**TASK GOAL**
Reproduce the full listing that appears beneath this instruction exactly.
───── ENTRIES SHOWN ─────
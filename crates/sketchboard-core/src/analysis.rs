//! Boundary to the external image-analysis service.
//!
//! The engine only builds requests and consumes results. Transport lives in
//! the host, behind [`AnalysisService`].

use base64::Engine as _;
use base64::engine::general_purpose::STANDARD;
use serde::{Deserialize, Serialize};
use std::future::Future;
use std::pin::Pin;
use thiserror::Error;

/// Prompt sent when the user does not supply one.
pub const DEFAULT_PROMPT: &str = "Analyze this image and identify any text, diagrams, or drawings. \
If there are questions written on the canvas, please answer them.";

/// Analysis errors.
#[derive(Debug, Error)]
pub enum AnalysisError {
    #[error("Failed to capture canvas: {0}")]
    Capture(String),
    #[error("Request failed: {0}")]
    Request(String),
    #[error("Service returned an error: {0}")]
    Service(String),
    #[error("Empty response from analysis service")]
    EmptyResponse,
    #[error("Malformed response: {0}")]
    Decode(#[from] serde_json::Error),
}

/// Result type for analysis operations.
pub type AnalysisResult<T> = Result<T, AnalysisError>;

/// Boxed future for async operations (compatible with WASM).
pub type BoxFuture<'a, T> = Pin<Box<dyn Future<Output = T> + 'a>>;

/// A rendered snapshot plus the question to ask about it.
#[derive(Debug, Clone, PartialEq, Eq)]
pub struct AnalysisRequest {
    pub prompt: String,
    /// PNG bytes of the composed canvas.
    pub image: Vec<u8>,
}

#[derive(Serialize)]
struct RequestPayload<'a> {
    prompt: &'a str,
    image: String,
}

impl AnalysisRequest {
    pub fn new(prompt: impl Into<String>, image: Vec<u8>) -> Self {
        Self {
            prompt: prompt.into(),
            image,
        }
    }

    /// Request with [`DEFAULT_PROMPT`].
    pub fn with_default_prompt(image: Vec<u8>) -> Self {
        Self::new(DEFAULT_PROMPT, image)
    }

    /// The image as standard base64 without a data-URL prefix.
    pub fn image_base64(&self) -> String {
        STANDARD.encode(&self.image)
    }

    /// JSON body: `{"prompt": ..., "image": <base64>}`. A blank prompt is
    /// replaced by [`DEFAULT_PROMPT`].
    pub fn to_json(&self) -> AnalysisResult<String> {
        let prompt = if self.prompt.trim().is_empty() {
            DEFAULT_PROMPT
        } else {
            self.prompt.as_str()
        };
        let payload = RequestPayload {
            prompt,
            image: self.image_base64(),
        };
        Ok(serde_json::to_string(&payload)?)
    }
}

/// Text produced by the service.
#[derive(Debug, Clone, PartialEq, Eq, Serialize, Deserialize)]
pub struct AnalysisResponse {
    pub text: String,
}

#[derive(Deserialize)]
struct ResponsePayload {
    #[serde(default)]
    response: Option<String>,
    #[serde(default)]
    status: Option<String>,
    #[serde(default)]
    error: Option<String>,
}

impl AnalysisResponse {
    pub fn new(text: impl Into<String>) -> Self {
        Self { text: text.into() }
    }

    /// Parse the service's JSON reply (`{"response": ..., "status": ..., "error": ...}`).
    pub fn from_json(json: &str) -> AnalysisResult<Self> {
        let payload: ResponsePayload = serde_json::from_str(json)?;
        if payload.status.as_deref() == Some("error") || payload.error.is_some() {
            return Err(AnalysisError::Service(
                payload.error.unwrap_or_else(|| "unknown error".to_string()),
            ));
        }
        match payload.response {
            Some(text) if !text.trim().is_empty() => Ok(Self { text }),
            _ => Err(AnalysisError::EmptyResponse),
        }
    }
}

/// Anything that can answer an [`AnalysisRequest`].
pub trait AnalysisService {
    fn analyze(&self, request: AnalysisRequest) -> BoxFuture<'_, AnalysisResult<AnalysisResponse>>;
}

/// Produces the raster image handed to the analysis service.
pub trait SnapshotExporter {
    type Error: std::error::Error;

    /// Encode the scene as PNG bytes.
    fn export_png(&mut self, scene: &crate::canvas::Scene<'_>) -> Result<Vec<u8>, Self::Error>;
}

#[cfg(test)]
mod tests {
    use super::*;

    struct EchoService;

    impl AnalysisService for EchoService {
        fn analyze(
            &self,
            request: AnalysisRequest,
        ) -> BoxFuture<'_, AnalysisResult<AnalysisResponse>> {
            Box::pin(async move {
                if request.image.is_empty() {
                    Err(AnalysisError::Request("no image".to_string()))
                } else {
                    Ok(AnalysisResponse::new(format!("{} bytes", request.image.len())))
                }
            })
        }
    }

    #[test]
    fn test_request_json_payload() {
        let request = AnalysisRequest::new("what is this?", vec![1, 2, 3]);
        let json: serde_json::Value = serde_json::from_str(&request.to_json().unwrap()).unwrap();
        assert_eq!(json["prompt"], "what is this?");
        assert_eq!(json["image"], "AQID");
    }

    #[test]
    fn test_blank_prompt_uses_default() {
        let request = AnalysisRequest::new("  ", vec![]);
        let json: serde_json::Value = serde_json::from_str(&request.to_json().unwrap()).unwrap();
        assert_eq!(json["prompt"], DEFAULT_PROMPT);
    }

    #[test]
    fn test_response_parsing() {
        let ok =
            AnalysisResponse::from_json(r#"{"response": "x = 4", "status": "success"}"#).unwrap();
        assert_eq!(ok.text, "x = 4");

        let err =
            AnalysisResponse::from_json(r#"{"status": "error", "error": "quota"}"#).unwrap_err();
        assert!(matches!(err, AnalysisError::Service(ref m) if m == "quota"));

        let empty = AnalysisResponse::from_json(r#"{"response": ""}"#).unwrap_err();
        assert!(matches!(empty, AnalysisError::EmptyResponse));

        assert!(matches!(
            AnalysisResponse::from_json("oops"),
            Err(AnalysisError::Decode(_))
        ));
    }

    #[test]
    fn test_service_roundtrip() {
        let service = EchoService;
        let reply =
            pollster::block_on(service.analyze(AnalysisRequest::with_default_prompt(vec![0; 8])));
        assert_eq!(reply.unwrap().text, "8 bytes");

        let failed =
            pollster::block_on(service.analyze(AnalysisRequest::with_default_prompt(Vec::new())));
        assert!(matches!(failed, Err(AnalysisError::Request(_))));
    }
}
─────
**ANSWER AREA**
filename crates/sketchboard-core/src/analysis.rs
//! Boundary to the external image-analysis service.
//!
//! The engine only builds requests and consumes results. Transport lives in
//! the host, behind [`AnalysisService`].

use base64::Engine as _;
use base64::engine::general_purpose::STANDARD;
use serde::{Deserialize, Serialize};
use std::future::Future;
use std::pin::Pin;
use thiserror::Error;

/// Prompt sent when the user does not supply one.
pub const DEFAULT_PROMPT: &str = "Analyze this image and identify any text, diagrams, or drawings. \
If there are questions written on the canvas, please answer them.";

/// Analysis errors.
#[derive(Debug, Error)]
pub enum AnalysisError {
    #[error("Failed to capture canvas: {0}")]
    Capture(String),
    #[error("Request failed: {0}")]
    Request(String),
    #[error("Service returned an error: {0}")]
    Service(String),
    #[error("Empty response from analysis service")]
    EmptyResponse,
    #[error("Malformed response: {0}")]
    Decode(#[from] serde_json::Error),
}

/// Result type for analysis operations.
pub type AnalysisResult<T> = Result<T, AnalysisError>;

/// Boxed future for async operations (compatible with WASM).
pub type BoxFuture<'a, T> = Pin<Box<dyn Future<Output = T> + 'a>>;

/// A rendered snapshot plus the question to ask about it.
#[derive(Debug, Clone, PartialEq, Eq)]
pub struct AnalysisRequest {
    pub prompt: String,
    /// PNG bytes of the composed canvas.
    pub image: Vec<u8>,
}

#[derive(Serialize)]
struct RequestPayload<'a> {
    prompt: &'a str,
    image: String,
}

impl AnalysisRequest {
    pub fn new(prompt: impl Into<String>, image: Vec<u8>) -> Self {
        Self {
            prompt: prompt.into(),
            image,
        }
    }

    /// Request with [`DEFAULT_PROMPT`].
    pub fn with_default_prompt(image: Vec<u8>) -> Self {
        Self::new(DEFAULT_PROMPT, image)
    }

    /// The image as standard base64 without a data-URL prefix.
    pub fn image_base64(&self) -> String {
        STANDARD.encode(&self.image)
    }

    /// JSON body: `{"prompt": ..., "image": <base64>}`. A blank prompt is
    /// replaced by [`DEFAULT_PROMPT`].
    pub fn to_json(&self) -> AnalysisResult<String> {
        let prompt = if self.prompt.trim().is_empty() {
            DEFAULT_PROMPT
        } else {
            self.prompt.as_str()
        };
        let payload = RequestPayload {
            prompt,
            image: self.image_base64(),
        };
        Ok(serde_json::to_string(&payload)?)
    }
}

/// Text produced by the service.
#[derive(Debug, Clone, PartialEq, Eq, Serialize, Deserialize)]
pub struct AnalysisResponse {
    pub text: String,
}

#[derive(Deserialize)]
struct ResponsePayload {
    #[serde(default)]
    response: Option<String>,
    #[serde(default)]
    status: Option<String>,
    #[serde(default)]
    error: Option<String>,
}

impl AnalysisResponse {
    pub fn new(text: impl Into<String>) -> Self {
        Self { text: text.into() }
    }

    /// Parse the service's JSON reply (`{"response": ..., "status": ..., "error": ...}`).
    pub fn from_json(json: &str) -> AnalysisResult<Self> {
        let payload: ResponsePayload = serde_json::from_str(json)?;
        if payload.status.as_deref() == Some("error") || payload.error.is_some() {
            return Err(AnalysisError::Service(
                payload.error.unwrap_or_else(|| "unknown error".to_string()),
            ));
        }
        match payload.response {
            Some(text) if !text.trim().is_empty() => Ok(Self { text }),
            _ => Err(AnalysisError::EmptyResponse),
        }
    }
}

/// Anything that can answer an [`AnalysisRequest`].
pub trait AnalysisService {
    fn analyze(&self, request: AnalysisRequest) -> BoxFuture<'_, AnalysisResult<AnalysisResponse>>;
}

/// Produces the raster image handed to the analysis service.
pub trait SnapshotExporter {
    type Error: std::error::Error;

    /// Encode the scene as PNG bytes.
    fn export_png(&mut self, scene: &crate::canvas::Scene<'_>) -> Result<Vec<u8>, Self::Error>;
}

#[cfg(test)]
mod tests {
    use super::*;

    struct EchoService;

    impl AnalysisService for EchoService {
        fn analyze(
            &self,
            request: AnalysisRequest,
        ) -> BoxFuture<'_, AnalysisResult<AnalysisResponse>> {
            Box::pin(async move {
                if request.image.is_empty() {
                    Err(AnalysisError::Request("no image".to_string()))
                } else {
                    Ok(AnalysisResponse::new(format!("{} bytes", request.image.len())))
                }
            })
        }
    }

    #[test]
    fn test_request_json_payload() {
        let request = AnalysisRequest::new("what is this?", vec![1, 2, 3]);
        let json: serde_json::Value = serde_json::from_str(&request.to_json().unwrap()).unwrap();
        assert_eq!(json["prompt"], "what is this?");
        assert_eq!(json["image"], "AQID");
    }

    #[test]
    fn test_blank_prompt_uses_default() {
        let request = AnalysisRequest::new("  ", vec![]);
        let json: serde_json::Value = serde_json::from_str(&request.to_json().unwrap()).unwrap();
        assert_eq!(json["prompt"], DEFAULT_PROMPT);
    }

    #[test]
    fn test_response_parsing() {
        let ok =
            AnalysisResponse::from_json(r#"{"response": "x = 4", "status": "success"}"#).unwrap();
        assert_eq!(ok.text, "x = 4");

        let err =
            AnalysisResponse::from_json(r#"{"status": "error", "error": "quota"}"#).unwrap_err();
        assert!(matches!(err, AnalysisError::Service(ref m) if m == "quota"));

        let empty = AnalysisResponse::from_json(r#"{"response": ""}"#).unwrap_err();
        assert!(matches!(empty, AnalysisError::EmptyResponse));

        assert!(matches!(
            AnalysisResponse::from_json("oops"),
            Err(AnalysisError::Decode(_))
        ));
    }

    #[test]
    fn test_service_roundtrip() {
        let service = EchoService;
        let reply =
            pollster::block_on(service.analyze(AnalysisRequest::with_default_prompt(vec![0; 8])));
        assert_eq!(reply.unwrap().text, "8 bytes");

        let failed =
            pollster::block_on(service.analyze(AnalysisRequest::with_default_prompt(Vec::new())));
        assert!(matches!(failed, Err(AnalysisError::Request(_))));
    }
}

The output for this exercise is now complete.